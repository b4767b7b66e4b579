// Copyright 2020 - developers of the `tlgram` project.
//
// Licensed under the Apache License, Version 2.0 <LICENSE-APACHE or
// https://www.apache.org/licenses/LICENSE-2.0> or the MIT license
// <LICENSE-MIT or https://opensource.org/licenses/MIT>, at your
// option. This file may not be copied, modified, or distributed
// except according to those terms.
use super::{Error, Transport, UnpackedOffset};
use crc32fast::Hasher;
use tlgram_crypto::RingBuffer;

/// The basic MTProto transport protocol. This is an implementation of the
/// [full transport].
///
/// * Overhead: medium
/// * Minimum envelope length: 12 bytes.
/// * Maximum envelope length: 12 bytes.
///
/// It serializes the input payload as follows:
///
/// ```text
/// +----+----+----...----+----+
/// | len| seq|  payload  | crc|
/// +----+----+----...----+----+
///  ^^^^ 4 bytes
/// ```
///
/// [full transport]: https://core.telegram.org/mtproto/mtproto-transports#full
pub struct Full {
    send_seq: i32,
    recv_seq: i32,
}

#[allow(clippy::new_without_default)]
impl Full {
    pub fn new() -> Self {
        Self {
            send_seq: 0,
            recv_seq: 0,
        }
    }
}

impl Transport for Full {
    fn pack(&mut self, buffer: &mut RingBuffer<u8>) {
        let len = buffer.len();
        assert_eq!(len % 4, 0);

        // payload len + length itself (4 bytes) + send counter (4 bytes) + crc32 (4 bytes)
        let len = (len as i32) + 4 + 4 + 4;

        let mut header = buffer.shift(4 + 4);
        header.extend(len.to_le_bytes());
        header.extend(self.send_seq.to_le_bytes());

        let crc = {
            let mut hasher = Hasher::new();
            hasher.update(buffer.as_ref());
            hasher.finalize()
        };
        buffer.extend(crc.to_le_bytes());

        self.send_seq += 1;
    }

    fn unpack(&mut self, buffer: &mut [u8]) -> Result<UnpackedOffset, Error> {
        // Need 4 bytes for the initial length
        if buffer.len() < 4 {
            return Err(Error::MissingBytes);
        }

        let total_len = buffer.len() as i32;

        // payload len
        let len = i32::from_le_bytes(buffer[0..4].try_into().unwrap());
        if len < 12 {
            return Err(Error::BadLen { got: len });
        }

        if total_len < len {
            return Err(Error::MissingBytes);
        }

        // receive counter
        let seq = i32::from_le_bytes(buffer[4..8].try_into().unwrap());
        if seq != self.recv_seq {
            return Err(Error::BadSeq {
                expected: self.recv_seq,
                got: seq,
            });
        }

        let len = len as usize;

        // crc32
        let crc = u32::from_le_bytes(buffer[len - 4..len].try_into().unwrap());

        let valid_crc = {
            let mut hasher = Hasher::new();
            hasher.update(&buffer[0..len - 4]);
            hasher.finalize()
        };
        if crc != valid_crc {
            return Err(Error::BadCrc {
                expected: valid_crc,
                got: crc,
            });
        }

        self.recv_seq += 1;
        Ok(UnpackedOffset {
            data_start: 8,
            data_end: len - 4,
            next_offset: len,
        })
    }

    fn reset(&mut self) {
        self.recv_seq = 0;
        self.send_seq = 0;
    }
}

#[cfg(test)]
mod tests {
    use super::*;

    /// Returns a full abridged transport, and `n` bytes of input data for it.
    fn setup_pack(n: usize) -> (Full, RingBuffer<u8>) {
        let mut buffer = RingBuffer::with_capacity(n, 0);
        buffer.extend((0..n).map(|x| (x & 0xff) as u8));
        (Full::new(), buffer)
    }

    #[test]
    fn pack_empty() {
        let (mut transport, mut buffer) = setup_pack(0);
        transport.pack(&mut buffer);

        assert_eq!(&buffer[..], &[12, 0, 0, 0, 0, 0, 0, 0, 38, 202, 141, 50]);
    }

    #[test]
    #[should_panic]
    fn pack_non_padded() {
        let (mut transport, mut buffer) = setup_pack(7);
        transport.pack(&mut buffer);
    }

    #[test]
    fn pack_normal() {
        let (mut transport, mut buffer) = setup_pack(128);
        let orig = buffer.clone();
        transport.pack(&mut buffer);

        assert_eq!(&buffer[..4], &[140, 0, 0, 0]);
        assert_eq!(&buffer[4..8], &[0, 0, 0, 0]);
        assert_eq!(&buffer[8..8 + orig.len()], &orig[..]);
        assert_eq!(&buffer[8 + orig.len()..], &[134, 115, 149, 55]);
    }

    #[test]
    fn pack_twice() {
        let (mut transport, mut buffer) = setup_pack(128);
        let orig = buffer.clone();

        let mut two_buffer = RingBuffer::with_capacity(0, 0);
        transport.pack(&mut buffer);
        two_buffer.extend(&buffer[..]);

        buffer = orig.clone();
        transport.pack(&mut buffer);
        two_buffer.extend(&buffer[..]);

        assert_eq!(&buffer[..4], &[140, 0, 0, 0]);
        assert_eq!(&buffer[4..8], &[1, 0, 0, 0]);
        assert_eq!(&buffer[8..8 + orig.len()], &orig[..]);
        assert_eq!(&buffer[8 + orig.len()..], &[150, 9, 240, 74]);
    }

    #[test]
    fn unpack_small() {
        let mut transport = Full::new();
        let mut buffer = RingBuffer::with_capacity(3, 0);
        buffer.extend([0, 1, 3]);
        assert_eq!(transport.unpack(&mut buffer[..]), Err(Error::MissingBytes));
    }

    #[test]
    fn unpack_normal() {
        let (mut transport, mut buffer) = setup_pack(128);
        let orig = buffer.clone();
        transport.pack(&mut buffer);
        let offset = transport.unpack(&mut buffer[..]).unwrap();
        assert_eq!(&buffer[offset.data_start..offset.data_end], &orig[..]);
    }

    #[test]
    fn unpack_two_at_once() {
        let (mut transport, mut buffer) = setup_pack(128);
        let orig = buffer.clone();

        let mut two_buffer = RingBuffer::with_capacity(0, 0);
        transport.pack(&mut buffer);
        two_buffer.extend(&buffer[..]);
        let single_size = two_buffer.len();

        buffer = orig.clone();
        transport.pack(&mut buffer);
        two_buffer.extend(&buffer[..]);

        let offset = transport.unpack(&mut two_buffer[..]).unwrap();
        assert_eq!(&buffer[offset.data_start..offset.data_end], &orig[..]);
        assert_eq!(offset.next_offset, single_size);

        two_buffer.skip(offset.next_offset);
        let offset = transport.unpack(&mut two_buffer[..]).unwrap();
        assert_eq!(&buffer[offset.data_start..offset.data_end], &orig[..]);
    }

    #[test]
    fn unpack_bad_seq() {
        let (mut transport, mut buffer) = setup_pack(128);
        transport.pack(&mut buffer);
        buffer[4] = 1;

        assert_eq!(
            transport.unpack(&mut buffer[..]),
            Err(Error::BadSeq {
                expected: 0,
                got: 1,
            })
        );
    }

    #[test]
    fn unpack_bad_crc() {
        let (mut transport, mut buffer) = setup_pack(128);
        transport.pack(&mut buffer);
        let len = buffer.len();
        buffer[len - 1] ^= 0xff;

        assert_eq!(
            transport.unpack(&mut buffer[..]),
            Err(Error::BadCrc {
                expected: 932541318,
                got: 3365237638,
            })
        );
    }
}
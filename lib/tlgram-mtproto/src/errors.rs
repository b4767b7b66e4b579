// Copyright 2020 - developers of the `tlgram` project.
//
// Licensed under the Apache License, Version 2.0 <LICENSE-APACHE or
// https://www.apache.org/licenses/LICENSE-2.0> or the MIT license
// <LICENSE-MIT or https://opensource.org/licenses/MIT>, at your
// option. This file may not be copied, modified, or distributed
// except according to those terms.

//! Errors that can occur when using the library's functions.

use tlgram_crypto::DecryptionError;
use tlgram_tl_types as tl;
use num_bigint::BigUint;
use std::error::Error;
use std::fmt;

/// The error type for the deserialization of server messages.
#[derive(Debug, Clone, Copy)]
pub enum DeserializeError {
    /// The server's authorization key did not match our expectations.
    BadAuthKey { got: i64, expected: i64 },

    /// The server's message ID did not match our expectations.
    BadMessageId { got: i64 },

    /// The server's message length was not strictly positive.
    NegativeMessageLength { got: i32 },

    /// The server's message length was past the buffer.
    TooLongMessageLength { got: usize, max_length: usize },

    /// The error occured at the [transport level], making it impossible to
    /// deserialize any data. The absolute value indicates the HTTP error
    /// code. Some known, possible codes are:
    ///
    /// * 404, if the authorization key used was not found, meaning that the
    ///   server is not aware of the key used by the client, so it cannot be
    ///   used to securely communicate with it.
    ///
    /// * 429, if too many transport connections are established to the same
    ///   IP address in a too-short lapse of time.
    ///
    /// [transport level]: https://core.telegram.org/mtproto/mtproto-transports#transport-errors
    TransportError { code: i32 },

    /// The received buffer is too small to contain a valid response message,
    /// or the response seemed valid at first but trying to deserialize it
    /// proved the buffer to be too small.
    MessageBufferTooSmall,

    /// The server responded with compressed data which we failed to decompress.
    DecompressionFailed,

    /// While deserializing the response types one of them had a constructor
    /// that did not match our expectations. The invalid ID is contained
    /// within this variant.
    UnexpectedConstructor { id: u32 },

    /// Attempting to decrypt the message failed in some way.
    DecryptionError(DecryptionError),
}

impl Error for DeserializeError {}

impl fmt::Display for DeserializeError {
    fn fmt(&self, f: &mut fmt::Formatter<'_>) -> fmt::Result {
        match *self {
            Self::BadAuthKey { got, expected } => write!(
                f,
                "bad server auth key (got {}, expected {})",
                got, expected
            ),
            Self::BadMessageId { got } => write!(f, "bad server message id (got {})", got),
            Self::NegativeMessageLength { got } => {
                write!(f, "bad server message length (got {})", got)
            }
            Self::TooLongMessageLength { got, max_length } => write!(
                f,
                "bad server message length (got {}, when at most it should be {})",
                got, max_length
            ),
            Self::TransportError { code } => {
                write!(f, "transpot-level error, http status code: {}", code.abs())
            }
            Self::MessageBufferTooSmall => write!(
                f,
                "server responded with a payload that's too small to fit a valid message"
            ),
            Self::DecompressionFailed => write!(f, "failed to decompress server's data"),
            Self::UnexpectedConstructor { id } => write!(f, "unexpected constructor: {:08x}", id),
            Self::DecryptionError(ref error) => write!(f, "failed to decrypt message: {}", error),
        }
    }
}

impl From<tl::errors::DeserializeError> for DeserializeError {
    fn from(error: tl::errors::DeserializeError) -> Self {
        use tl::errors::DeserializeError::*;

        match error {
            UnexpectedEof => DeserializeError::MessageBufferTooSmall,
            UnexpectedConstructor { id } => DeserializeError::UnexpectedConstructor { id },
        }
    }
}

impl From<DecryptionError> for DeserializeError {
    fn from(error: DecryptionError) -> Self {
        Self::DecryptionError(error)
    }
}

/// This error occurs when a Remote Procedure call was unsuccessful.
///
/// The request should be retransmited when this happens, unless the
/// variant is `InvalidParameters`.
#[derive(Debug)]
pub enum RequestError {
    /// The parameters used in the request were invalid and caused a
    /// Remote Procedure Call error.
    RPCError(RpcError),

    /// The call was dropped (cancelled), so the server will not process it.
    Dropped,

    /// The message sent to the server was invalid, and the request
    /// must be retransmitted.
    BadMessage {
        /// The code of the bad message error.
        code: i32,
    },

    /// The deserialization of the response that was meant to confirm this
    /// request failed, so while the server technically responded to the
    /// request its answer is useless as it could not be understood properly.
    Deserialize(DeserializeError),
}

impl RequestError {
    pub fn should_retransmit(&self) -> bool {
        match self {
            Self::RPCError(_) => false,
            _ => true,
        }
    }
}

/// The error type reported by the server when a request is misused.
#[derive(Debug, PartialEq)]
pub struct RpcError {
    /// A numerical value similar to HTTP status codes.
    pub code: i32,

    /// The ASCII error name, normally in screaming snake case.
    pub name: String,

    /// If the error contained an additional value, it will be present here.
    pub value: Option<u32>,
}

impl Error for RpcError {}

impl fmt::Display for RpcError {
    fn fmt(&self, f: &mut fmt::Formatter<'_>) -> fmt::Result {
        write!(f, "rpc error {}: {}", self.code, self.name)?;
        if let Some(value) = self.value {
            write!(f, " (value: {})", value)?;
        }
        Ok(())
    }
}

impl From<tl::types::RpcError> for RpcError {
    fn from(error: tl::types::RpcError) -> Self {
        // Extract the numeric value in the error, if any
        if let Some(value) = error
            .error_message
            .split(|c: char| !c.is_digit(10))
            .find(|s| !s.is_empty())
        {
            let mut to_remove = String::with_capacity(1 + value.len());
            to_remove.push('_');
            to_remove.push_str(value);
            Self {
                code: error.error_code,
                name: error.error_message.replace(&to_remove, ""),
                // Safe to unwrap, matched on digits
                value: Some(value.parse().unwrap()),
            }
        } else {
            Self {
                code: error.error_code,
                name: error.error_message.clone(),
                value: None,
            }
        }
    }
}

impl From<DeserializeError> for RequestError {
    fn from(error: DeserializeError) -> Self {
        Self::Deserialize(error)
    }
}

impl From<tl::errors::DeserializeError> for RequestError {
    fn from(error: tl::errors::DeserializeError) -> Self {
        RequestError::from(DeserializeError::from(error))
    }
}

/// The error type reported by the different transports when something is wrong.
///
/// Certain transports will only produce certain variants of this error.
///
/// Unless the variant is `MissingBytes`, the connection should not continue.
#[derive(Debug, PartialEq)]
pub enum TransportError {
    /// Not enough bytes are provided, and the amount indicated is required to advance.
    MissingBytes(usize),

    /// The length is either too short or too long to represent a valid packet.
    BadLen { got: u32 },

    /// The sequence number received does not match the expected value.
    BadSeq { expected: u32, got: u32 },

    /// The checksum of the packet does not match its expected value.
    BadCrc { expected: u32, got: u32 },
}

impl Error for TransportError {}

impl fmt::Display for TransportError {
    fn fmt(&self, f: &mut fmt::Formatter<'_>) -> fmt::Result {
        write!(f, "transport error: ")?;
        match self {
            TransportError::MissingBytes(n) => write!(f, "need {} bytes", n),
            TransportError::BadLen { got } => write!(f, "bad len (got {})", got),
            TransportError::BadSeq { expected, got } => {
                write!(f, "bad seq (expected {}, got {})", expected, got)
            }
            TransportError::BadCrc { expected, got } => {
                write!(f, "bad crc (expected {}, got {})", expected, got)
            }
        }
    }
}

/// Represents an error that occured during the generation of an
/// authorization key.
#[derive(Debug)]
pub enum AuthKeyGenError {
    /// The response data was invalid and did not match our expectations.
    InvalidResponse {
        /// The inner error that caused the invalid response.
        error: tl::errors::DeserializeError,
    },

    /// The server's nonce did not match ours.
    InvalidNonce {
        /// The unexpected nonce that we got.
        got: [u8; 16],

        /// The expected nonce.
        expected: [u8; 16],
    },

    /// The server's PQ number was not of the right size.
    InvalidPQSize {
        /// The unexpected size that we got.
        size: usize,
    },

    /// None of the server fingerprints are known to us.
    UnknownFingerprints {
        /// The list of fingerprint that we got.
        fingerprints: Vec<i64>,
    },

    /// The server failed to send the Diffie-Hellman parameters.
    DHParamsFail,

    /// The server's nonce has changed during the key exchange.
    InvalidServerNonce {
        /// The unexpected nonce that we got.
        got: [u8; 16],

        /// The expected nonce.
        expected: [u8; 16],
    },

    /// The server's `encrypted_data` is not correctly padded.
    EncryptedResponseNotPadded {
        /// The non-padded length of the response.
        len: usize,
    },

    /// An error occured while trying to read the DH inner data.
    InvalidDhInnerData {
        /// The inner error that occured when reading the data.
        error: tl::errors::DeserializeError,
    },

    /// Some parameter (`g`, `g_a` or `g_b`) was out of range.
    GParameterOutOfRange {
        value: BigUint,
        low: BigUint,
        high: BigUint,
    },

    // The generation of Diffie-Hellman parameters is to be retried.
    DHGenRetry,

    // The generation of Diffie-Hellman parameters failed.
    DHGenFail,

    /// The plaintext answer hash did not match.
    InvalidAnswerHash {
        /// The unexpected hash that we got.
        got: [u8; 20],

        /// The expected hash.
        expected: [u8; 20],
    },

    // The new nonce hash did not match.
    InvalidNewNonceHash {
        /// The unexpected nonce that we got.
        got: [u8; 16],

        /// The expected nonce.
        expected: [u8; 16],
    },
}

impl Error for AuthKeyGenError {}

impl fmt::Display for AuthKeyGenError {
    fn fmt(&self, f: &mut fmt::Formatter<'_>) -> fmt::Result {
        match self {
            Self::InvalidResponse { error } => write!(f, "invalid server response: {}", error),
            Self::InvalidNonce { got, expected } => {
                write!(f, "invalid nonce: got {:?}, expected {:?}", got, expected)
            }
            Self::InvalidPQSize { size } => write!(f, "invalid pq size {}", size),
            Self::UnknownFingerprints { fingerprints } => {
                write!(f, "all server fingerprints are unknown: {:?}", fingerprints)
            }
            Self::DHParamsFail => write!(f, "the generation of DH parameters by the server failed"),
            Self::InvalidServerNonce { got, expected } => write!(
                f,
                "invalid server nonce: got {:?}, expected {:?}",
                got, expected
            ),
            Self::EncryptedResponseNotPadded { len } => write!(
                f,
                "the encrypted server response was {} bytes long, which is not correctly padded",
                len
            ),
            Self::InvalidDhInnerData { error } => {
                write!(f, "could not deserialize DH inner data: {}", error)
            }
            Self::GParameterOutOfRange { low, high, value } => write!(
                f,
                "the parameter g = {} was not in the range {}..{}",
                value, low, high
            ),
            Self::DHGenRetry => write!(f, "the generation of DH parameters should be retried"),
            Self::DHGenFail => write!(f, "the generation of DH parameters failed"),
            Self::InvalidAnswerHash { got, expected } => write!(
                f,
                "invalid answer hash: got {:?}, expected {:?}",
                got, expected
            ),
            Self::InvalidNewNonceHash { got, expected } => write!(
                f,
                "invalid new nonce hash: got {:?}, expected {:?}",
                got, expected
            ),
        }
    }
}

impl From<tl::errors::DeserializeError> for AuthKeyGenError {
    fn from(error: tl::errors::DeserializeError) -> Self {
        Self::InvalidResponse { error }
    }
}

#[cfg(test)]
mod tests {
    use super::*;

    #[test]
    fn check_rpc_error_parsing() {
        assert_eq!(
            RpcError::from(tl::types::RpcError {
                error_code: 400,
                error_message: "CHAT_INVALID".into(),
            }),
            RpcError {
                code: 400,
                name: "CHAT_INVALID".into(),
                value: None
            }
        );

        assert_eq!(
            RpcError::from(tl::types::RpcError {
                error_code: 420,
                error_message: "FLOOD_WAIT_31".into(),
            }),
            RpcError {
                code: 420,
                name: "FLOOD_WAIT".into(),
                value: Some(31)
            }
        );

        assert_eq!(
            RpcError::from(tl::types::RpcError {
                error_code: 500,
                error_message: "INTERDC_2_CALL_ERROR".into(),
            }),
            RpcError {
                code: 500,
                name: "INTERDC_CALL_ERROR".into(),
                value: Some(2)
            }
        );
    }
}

::::

### What you should do
Could you show every line of the material that includes the string "DecryptionError"?

### Output
use tlgram_crypto::DecryptionError;
    DecryptionError(DecryptionError),
            Self::DecryptionError(ref error) => write!(f, "failed to decrypt message: {}", error),
impl From<DecryptionError> for DeserializeError {
    fn from(error: DecryptionError) -> Self {
        Self::DecryptionError(error)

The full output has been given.